# Input for this task
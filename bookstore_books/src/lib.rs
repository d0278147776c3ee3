pub mod api;
pub mod schema;

#[cfg(any(feature = "client", test))]
pub mod client;

#[cfg(any(feature = "server", test))]
pub mod app_config;
#[cfg(any(feature = "server", test))]
pub mod books_repository;
#[cfg(any(feature = "server", test))]
pub mod error;
#[cfg(any(feature = "server", test))]
mod handlers;
#[cfg(any(feature = "server", test))]
pub mod settings;
#[cfg(any(feature = "server", test))]
pub mod validation;
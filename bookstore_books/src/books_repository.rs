pub use in_memory_books_repository::InMemoryBooksRepository;
pub use postgres_books_repository::{PostgresBooksRepository, PostgresBooksRepositoryConfig};

use crate::api::{Book, Isbn};

mod in_memory_books_repository;
mod postgres_books_repository;

#[derive(thiserror::Error, Debug)]
pub enum BooksRepositoryError {
    #[error("Book {0} not found")]
    NotFound(Isbn),

    #[error("Book {0} already exists")]
    AlreadyExists(Isbn),

    #[error("DatabaseFailure failure {0}")]
    DatabaseFailure(#[from] tokio_postgres::Error),
}

#[async_trait::async_trait]
pub trait BooksRepository: Send + Sync {
    /// Adds book to repository, fails if a book with the same isbn is already there
    async fn create_book(&self, book: Book) -> Result<Book, BooksRepositoryError>;
    /// Retrieves the book with given isbn
    async fn get_book(&self, isbn: &str) -> Result<Book, BooksRepositoryError>;
    /// Lists all books in the repository ordered by isbn
    async fn list_books(&self) -> Result<Vec<Book>, BooksRepositoryError>;
    /// Replaces every field of the book stored under `isbn`, the isbn itself is kept
    async fn update_book(&self, isbn: &str, book: Book) -> Result<Book, BooksRepositoryError>;
    /// Removes the book with given isbn
    async fn delete_book(&self, isbn: &str) -> Result<(), BooksRepositoryError>;
}
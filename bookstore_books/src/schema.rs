/// Primitive JSON type a field must have
#[derive(Debug, Clone, Copy, PartialEq, Eq)]
pub enum FieldType {
    String,
    Integer,
}

/// Shape constraint of a single field in a request body
#[derive(Debug, Clone, Copy, PartialEq, Eq)]
pub struct FieldRule {
    pub name: &'static str,
    pub required: bool,
    pub field_type: FieldType,
}

const fn required(name: &'static str, field_type: FieldType) -> FieldRule {
    FieldRule {
        name,
        required: true,
        field_type,
    }
}

/// Required shape of a book record. Rules are evaluated in this order.
pub const BOOK_SCHEMA: &[FieldRule] = &[
    required("isbn", FieldType::String),
    required("amazon_url", FieldType::String),
    required("author", FieldType::String),
    required("language", FieldType::String),
    required("pages", FieldType::Integer),
    required("publisher", FieldType::String),
    required("title", FieldType::String),
    required("year", FieldType::Integer),
];

#[cfg(test)]
mod schema_tests {
    use super::{FieldType, BOOK_SCHEMA};

    #[test]
    fn test_every_book_field_is_required() {
        let names: Vec<_> = BOOK_SCHEMA.iter().map(|rule| rule.name).collect();
        assert_eq!(
            names,
            vec!["isbn", "amazon_url", "author", "language", "pages", "publisher", "title", "year"]
        );
        assert!(BOOK_SCHEMA.iter().all(|rule| rule.required));
    }

    #[test]
    fn test_only_pages_and_year_are_integers() {
        let integers: Vec<_> = BOOK_SCHEMA
            .iter()
            .filter(|rule| rule.field_type == FieldType::Integer)
            .map(|rule| rule.name)
            .collect();
        assert_eq!(integers, vec!["pages", "year"]);
    }
}
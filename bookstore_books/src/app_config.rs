use actix_web::middleware::from_fn;
use actix_web::web::JsonConfig;
use paperclip::actix::web;

use crate::error::ServiceError;
use crate::handlers;
use crate::validation::validate_book_body;

/// JSON extraction settings for book bodies. Bodies reaching the handlers were already
/// checked by [`validate_book_body`], anything still failing to deserialize is a client error.
pub fn json_config() -> JsonConfig {
    JsonConfig::default()
        .content_type_required(false)
        .error_handler(|err, _req| {
            ServiceError::validation(vec![err.to_string()]).into()
        })
}

pub fn config_app(cfg: &mut web::ServiceConfig) {
    cfg.service(web::resource("/health").route(web::get().to(handlers::health)))
        .service(
            web::scope("/books")
                .service(
                    web::resource("")
                        .route(web::get().to(handlers::list_books))
                        .route(web::post().to(handlers::create_book))
                        .wrap(from_fn(validate_book_body)),
                )
                .service(
                    web::resource("/{isbn}")
                        .route(web::get().to(handlers::get_book))
                        .route(web::put().to(handlers::update_book))
                        .route(web::delete().to(handlers::delete_book))
                        .wrap(from_fn(validate_book_body)),
                ),
        );
}
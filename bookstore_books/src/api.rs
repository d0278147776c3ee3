use std::fmt;

use paperclip::actix::Apiv2Schema;
use serde::{Deserialize, Serialize};

pub type Isbn = String;

#[derive(Debug, Clone, Serialize, Deserialize, Eq, PartialEq, Apiv2Schema)]
/// Single book record, identified by its isbn
pub struct Book {
    pub isbn: Isbn,
    pub amazon_url: String,
    pub author: String,
    pub language: String,
    pub pages: i32,
    pub publisher: String,
    pub title: String,
    pub year: i32,
}

#[derive(Debug, Clone, Serialize, Deserialize, Eq, PartialEq, Apiv2Schema)]
pub struct BookResponse {
    pub book: Book,
}

#[derive(Debug, Clone, Serialize, Deserialize, Eq, PartialEq, Apiv2Schema)]
pub struct BooksResponse {
    pub books: Vec<Book>,
}

#[derive(Debug, Clone, Serialize, Deserialize, Eq, PartialEq, Apiv2Schema)]
pub struct MessageResponse {
    pub message: String,
}

#[derive(Debug, Clone, Serialize, Deserialize, Eq, PartialEq)]
#[serde(untagged)]
/// Error detail rendered to the client: the list of validation failures,
/// or a single message for every other failure
pub enum ErrorPayload {
    Violations(Vec<String>),
    Message(String),
}

impl fmt::Display for ErrorPayload {
    fn fmt(&self, f: &mut fmt::Formatter<'_>) -> fmt::Result {
        match self {
            ErrorPayload::Violations(violations) => write!(f, "{}", violations.join("; ")),
            ErrorPayload::Message(message) => write!(f, "{}", message),
        }
    }
}

impl From<Vec<String>> for ErrorPayload {
    fn from(violations: Vec<String>) -> Self {
        ErrorPayload::Violations(violations)
    }
}

impl From<String> for ErrorPayload {
    fn from(message: String) -> Self {
        ErrorPayload::Message(message)
    }
}

impl From<&str> for ErrorPayload {
    fn from(message: &str) -> Self {
        ErrorPayload::Message(message.to_string())
    }
}

#[derive(Debug, Clone, Serialize, Deserialize, Eq, PartialEq)]
pub struct ErrorBody {
    pub message: ErrorPayload,
    pub status: u16,
}

#[derive(Debug, Clone, Serialize, Deserialize, Eq, PartialEq)]
/// Envelope of every error response: `{"error": {"message": .., "status": ..}}`
pub struct ErrorResponse {
    pub error: ErrorBody,
}
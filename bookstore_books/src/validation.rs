use actix_web::body::MessageBody;
use actix_web::dev::{Payload, ServiceRequest, ServiceResponse};
use actix_web::http::Method;
use actix_web::middleware::Next;
use actix_web::web::Bytes;
use actix_web::Error;
use serde_json::{Map, Value};

use crate::error::ServiceError;
use crate::schema::{FieldRule, FieldType, BOOK_SCHEMA};

fn has_type(field_type: FieldType, value: &Value) -> bool {
    match field_type {
        FieldType::String => value.is_string(),
        FieldType::Integer => {
            value.is_i64()
                || value.is_u64()
                || value.as_f64().is_some_and(|number| number.fract() == 0.0)
        }
    }
}

/// Whole numbers written as floats (`250.0`) within the `i64` range
fn integral_float(value: &Value) -> Option<i64> {
    if value.is_i64() || value.is_u64() {
        return None;
    }
    value
        .as_f64()
        .filter(|number| {
            number.fract() == 0.0 && *number >= i64::MIN as f64 && *number < i64::MAX as f64
        })
        .map(|number| number as i64)
}

fn type_name(field_type: FieldType) -> &'static str {
    match field_type {
        FieldType::String => "string",
        FieldType::Integer => "integer",
    }
}

/// Parses a raw request body. Bodies which are empty, `null` or not JSON at all
/// are treated as an empty object so that they fail on the missing fields.
pub fn parse_body(bytes: &[u8]) -> Value {
    match serde_json::from_slice(bytes) {
        Ok(Value::Null) | Err(_) => Value::Object(Map::new()),
        Ok(value) => value,
    }
}

/// Checks `body` against `schema` and returns every violation found, in schema order.
/// An empty result means the body is valid.
pub fn validate(body: &Value, schema: &[FieldRule]) -> Vec<String> {
    let Some(fields) = body.as_object() else {
        return vec!["instance is not of a type(s) object".to_string()];
    };

    schema
        .iter()
        .filter_map(|rule| match fields.get(rule.name) {
            None if rule.required => Some(format!("instance requires property \"{}\"", rule.name)),
            None => None,
            Some(value) if !has_type(rule.field_type, value) => Some(format!(
                "instance.{} is not of a type(s) {}",
                rule.name,
                type_name(rule.field_type)
            )),
            Some(_) => None,
        })
        .collect()
}

/// Rewrites integer fields given as whole floats into plain integers, so that a body
/// which passed [`validate`] also deserializes into typed records.
/// Returns true when the body was changed.
pub fn normalize_integers(body: &mut Value, schema: &[FieldRule]) -> bool {
    let Some(fields) = body.as_object_mut() else {
        return false;
    };

    let mut changed = false;
    for rule in schema
        .iter()
        .filter(|rule| rule.field_type == FieldType::Integer)
    {
        if let Some(value) = fields.get_mut(rule.name) {
            if let Some(integer) = integral_float(value) {
                *value = Value::from(integer);
                changed = true;
            }
        }
    }
    changed
}

/// Middleware validating bodies of book writes (POST and PUT) against [`BOOK_SCHEMA`].
///
/// On success the buffered body is put back on the request and the next service is called.
/// Otherwise the request is answered with 400 and the list of violations, and the
/// handler never runs. Requests with other methods pass through untouched.
pub async fn validate_book_body<B: MessageBody + 'static>(
    mut req: ServiceRequest,
    next: Next<B>,
) -> Result<ServiceResponse, Error> {
    if !matches!(*req.method(), Method::POST | Method::PUT) {
        return next.call(req).await.map(ServiceResponse::map_into_boxed_body);
    }

    let bytes = match req.extract::<Bytes>().await {
        Ok(bytes) => bytes,
        Err(err) => return Ok(req.error_response(err)),
    };

    let mut body = parse_body(&bytes);
    let violations = validate(&body, BOOK_SCHEMA);
    if !violations.is_empty() {
        return Ok(req.error_response(ServiceError::validation(violations)));
    }

    let bytes = if normalize_integers(&mut body, BOOK_SCHEMA) {
        Bytes::from(
            serde_json::to_vec(&body).map_err(|err| ServiceError::Unexpected(err.into()))?,
        )
    } else {
        bytes
    };

    req.set_payload(Payload::from(bytes));
    next.call(req).await.map(ServiceResponse::map_into_boxed_body)
}

#[cfg(test)]
mod validation_tests {
    use serde_json::json;

    use crate::schema::{FieldRule, FieldType, BOOK_SCHEMA};
    use crate::validation::{normalize_integers, parse_body, validate};

    fn valid_book() -> serde_json::Value {
        json!({
            "isbn": "0691161518",
            "amazon_url": "http://a.co/eobPtX2",
            "author": "Matthew Lane",
            "language": "english",
            "pages": 264,
            "publisher": "Princeton University Press",
            "title": "Power-Up: Unlocking the Hidden Mathematics in Video Games",
            "year": 2017
        })
    }

    #[test]
    fn test_valid_book_has_no_violations() {
        assert_eq!(validate(&valid_book(), BOOK_SCHEMA), Vec::<String>::new());
    }

    #[test]
    fn test_values_are_not_checked_beyond_their_type() {
        let body = json!({
            "isbn": "",
            "amazon_url": "not a url",
            "author": "",
            "language": "",
            "pages": -5,
            "publisher": "",
            "title": "",
            "year": 0
        });
        assert!(validate(&body, BOOK_SCHEMA).is_empty());
    }

    #[test]
    fn test_every_missing_field_is_reported_in_schema_order() {
        let mut body = valid_book();
        let fields = body.as_object_mut().unwrap();
        fields.remove("title");
        fields.remove("amazon_url");
        fields.remove("year");

        assert_eq!(
            validate(&body, BOOK_SCHEMA),
            vec![
                "instance requires property \"amazon_url\"",
                "instance requires property \"title\"",
                "instance requires property \"year\"",
            ]
        );
    }

    #[test]
    fn test_wrong_types_are_reported_next_to_missing_fields() {
        let body = json!({"isbn": "111", "pages": "not-a-number"});

        let violations = validate(&body, BOOK_SCHEMA);
        assert_eq!(
            violations,
            vec![
                "instance requires property \"amazon_url\"",
                "instance requires property \"author\"",
                "instance requires property \"language\"",
                "instance.pages is not of a type(s) integer",
                "instance requires property \"publisher\"",
                "instance requires property \"title\"",
                "instance requires property \"year\"",
            ]
        );
    }

    #[test]
    fn test_integer_fields_reject_floats_and_nulls() {
        let mut body = valid_book();
        body["pages"] = json!(12.5);
        body["year"] = json!(null);
        body["author"] = json!(42);

        assert_eq!(
            validate(&body, BOOK_SCHEMA),
            vec![
                "instance.author is not of a type(s) string",
                "instance.pages is not of a type(s) integer",
                "instance.year is not of a type(s) integer",
            ]
        );
    }

    #[test]
    fn test_whole_floats_are_integers() {
        let mut body = valid_book();
        body["pages"] = json!(250.0);
        body["year"] = json!(2023.0);
        assert!(validate(&body, BOOK_SCHEMA).is_empty());

        assert!(normalize_integers(&mut body, BOOK_SCHEMA));
        assert_eq!(body["pages"], json!(250));
        assert_eq!(body["year"], json!(2023));
        assert!(body["pages"].is_i64());
    }

    #[test]
    fn test_normalize_leaves_plain_integers_and_strings_alone() {
        let mut body = valid_book();
        body["title"] = json!("250.0");
        let expected = body.clone();

        assert!(!normalize_integers(&mut body, BOOK_SCHEMA));
        assert_eq!(body, expected);
    }

    #[test]
    fn test_empty_and_malformed_bodies_miss_every_field() {
        let bodies: [&[u8]; 4] = [b"", b"   ", b"null", b"{\"isbn\": "];
        for raw in bodies {
            let violations = validate(&parse_body(raw), BOOK_SCHEMA);
            assert_eq!(violations.len(), BOOK_SCHEMA.len());
            assert!(violations
                .iter()
                .all(|violation| violation.starts_with("instance requires property")));
        }
    }

    #[test]
    fn test_non_object_body_is_rejected_once() {
        assert_eq!(
            validate(&json!([valid_book()]), BOOK_SCHEMA),
            vec!["instance is not of a type(s) object"]
        );
    }

    #[test]
    fn test_validation_is_repeatable() {
        let body = json!({"pages": "many"});
        assert_eq!(validate(&body, BOOK_SCHEMA), validate(&body, BOOK_SCHEMA));
    }

    #[test]
    fn test_optional_fields_may_be_missing_but_not_mistyped() {
        let schema = [FieldRule {
            name: "subtitle",
            required: false,
            field_type: FieldType::String,
        }];
        assert!(validate(&json!({}), &schema).is_empty());
        assert_eq!(
            validate(&json!({"subtitle": 1}), &schema),
            vec!["instance.subtitle is not of a type(s) string"]
        );
    }
}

# Task to carry out
Reproduce the lines of the records exactly, from the first one through the line that contains "#[async_trait::async_trait]".

# Result for this task
filename bookstore_books/src/lib.rs
repository d0278147776c3ee3
pub mod api;
pub mod schema;

#[cfg(any(feature = "client", test))]
pub mod client;

#[cfg(any(feature = "server", test))]
pub mod app_config;
#[cfg(any(feature = "server", test))]
pub mod books_repository;
#[cfg(any(feature = "server", test))]
pub mod error;
#[cfg(any(feature = "server", test))]
mod handlers;
#[cfg(any(feature = "server", test))]
pub mod settings;
#[cfg(any(feature = "server", test))]
pub mod validation;
filename bookstore_books/src/books_repository.rs
pub use in_memory_books_repository::InMemoryBooksRepository;
pub use postgres_books_repository::{PostgresBooksRepository, PostgresBooksRepositoryConfig};

use crate::api::{Book, Isbn};

mod in_memory_books_repository;
mod postgres_books_repository;

#[derive(thiserror::Error, Debug)]
pub enum BooksRepositoryError {
    #[error("Book {0} not found")]
    NotFound(Isbn),

    #[error("Book {0} already exists")]
    AlreadyExists(Isbn),

    #[error("DatabaseFailure failure {0}")]
    DatabaseFailure(#[from] tokio_postgres::Error),
}

#[async_trait::async_trait]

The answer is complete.